Title: Bullets, Teeth & Fists 3
Author: Jason Beech
Rating: 4 / 5

She’s heavily pregnant. She’s handcuffed to a pipe. The clock is ticking.Belle, the heavily pregnant wife of an important man, is bundled into the back of a car, held against her will, and cuffed to a pipe in an abandoned apartment … and her waters are about to break.Belle is desperate for her baby girl to survive and live a better life than she ever had. All she has to do is get one of her kidnappers onside. All her husband has to do is pay the ransom.Will he?The latest in the Bullets series is here – 20 exciting, violent, and sometimes heartbreaking short stories of noir and pulp fiction. Put your gloves on, it’s bloody round here.

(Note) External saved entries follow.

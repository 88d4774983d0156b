//! Services hosted by the demo binary.
//!
//! Real hosts register their own domain services; this module provides the
//! diagnostics service plus the instructions and prompt catalog that go with
//! it.

pub mod diagnostics;

use std::sync::atomic::AtomicU64;
use std::sync::Arc;

use crate::error::RegistryError;
use crate::mcp::prompts::{PromptCatalog, PromptTemplate};
use crate::mcp::service::ServiceRegistry;

pub use diagnostics::{DiagnosticsService, DIAGNOSTICS_PREFIX};

/// Operator instructions served by `initialize`, `server/info` and the
/// instructions resource.
pub const DEMO_INSTRUCTIONS: &str = "This server runs inside a host application. \
    Every tool executes on the host's main thread, one call at a time. \
    WORKFLOW: 1) diagnostics/ping to confirm the host is responsive, \
    2) diagnostics/host_ticks to see whether the host loop is advancing, \
    3) act, 4) diagnostics/swatch to capture an image and verify. \
    Tool names are always 'service/method'.";

/// Registers the demo services.
///
/// # Errors
///
/// Fails if a prefix is already taken in `registry`.
pub fn register_demo_services(
    registry: &mut ServiceRegistry,
    ticks: Arc<AtomicU64>,
) -> Result<(), RegistryError> {
    registry.register(DIAGNOSTICS_PREFIX, Arc::new(DiagnosticsService::new(ticks)))
}

/// Prompt catalog matching the demo services.
#[must_use]
pub fn demo_prompts() -> PromptCatalog {
    PromptCatalog::new()
        .with_prompt(PromptTemplate::new(
            "check_host",
            "Check the health of the host application:\n\
             1. Call diagnostics/ping and report the timestamp\n\
             2. Call diagnostics/host_ticks twice and confirm the tick count advances\n\
             3. Summarise whether the host loop looks healthy",
        ))
        .with_prompt(
            PromptTemplate::new(
                "echo_message",
                "Send '{message}' through diagnostics/echo as the 'msg' argument \
                 and confirm the reply matches exactly.",
            )
            .with_argument("message"),
        )
        .with_prompt(PromptTemplate::new(
            "capture_swatch",
            "Capture an image with diagnostics/swatch and describe its size and format.",
        ))
}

I’ve never read a book with a title quite like this one before, but I got basically what I expected out of it. When you find a book called Bullets, Teeth & Fists, you expect a character struggling and fighting to their absolute last breath…and I wasn’t disappointed.

I was sent this book as a part of a blog tour by Blackthorn Book Tours, and it was my first blog tour with them. I think this is actually the first “horror” book I’ve read through and reviewed, and I wasn’t disappointed in the slightest.

Bullets, Teeth, & Fists is a collection of short stories, and they aren’t what you expect from your normal horror stories. Some make the hairs on the back of your neck crawl straight up in an instant, while others keep you up at night with a sense of dread hanging over you.

I’m not sure if one story stood out on its own as something amazing, or as one I will remember for a long time, but instead the entire books makes your skin crawl from start to finish, and I mean it in a good way.



There was one aspect of this book that really made me enjoy it though, and that was the lack of answers.

Some stories in the book tell you what you want to hear. You get the ending, whether you want it or not.

Some stories you don’t. You don’t get the ending you wanted, or didn’t want. You get nothing, except you imagination wondering how it all ended.

Each story is very well written. Sometimes there is more detail than you wanted, but you’re never wanting for more.

Each of the characters are well written, even if it is hard to follow them at times.


Some of the stories have characters with the same name, and at first I was confused because I thought it was the same person.

I’m not sure why that decision was made, but in my opinion it wasn’t a good one. It just seemed sort of odd that you would include the same names for characters in the book.

The book itself could have used another round of proofreading. as there were several typos. This took away from the story a bit, but it was still enjoyable as a whole.


I definitely recommend Bullets, Teeth, & Fists 3 to anyone who likes the dark and gritty stories. It’s definitely not for the faint of heart.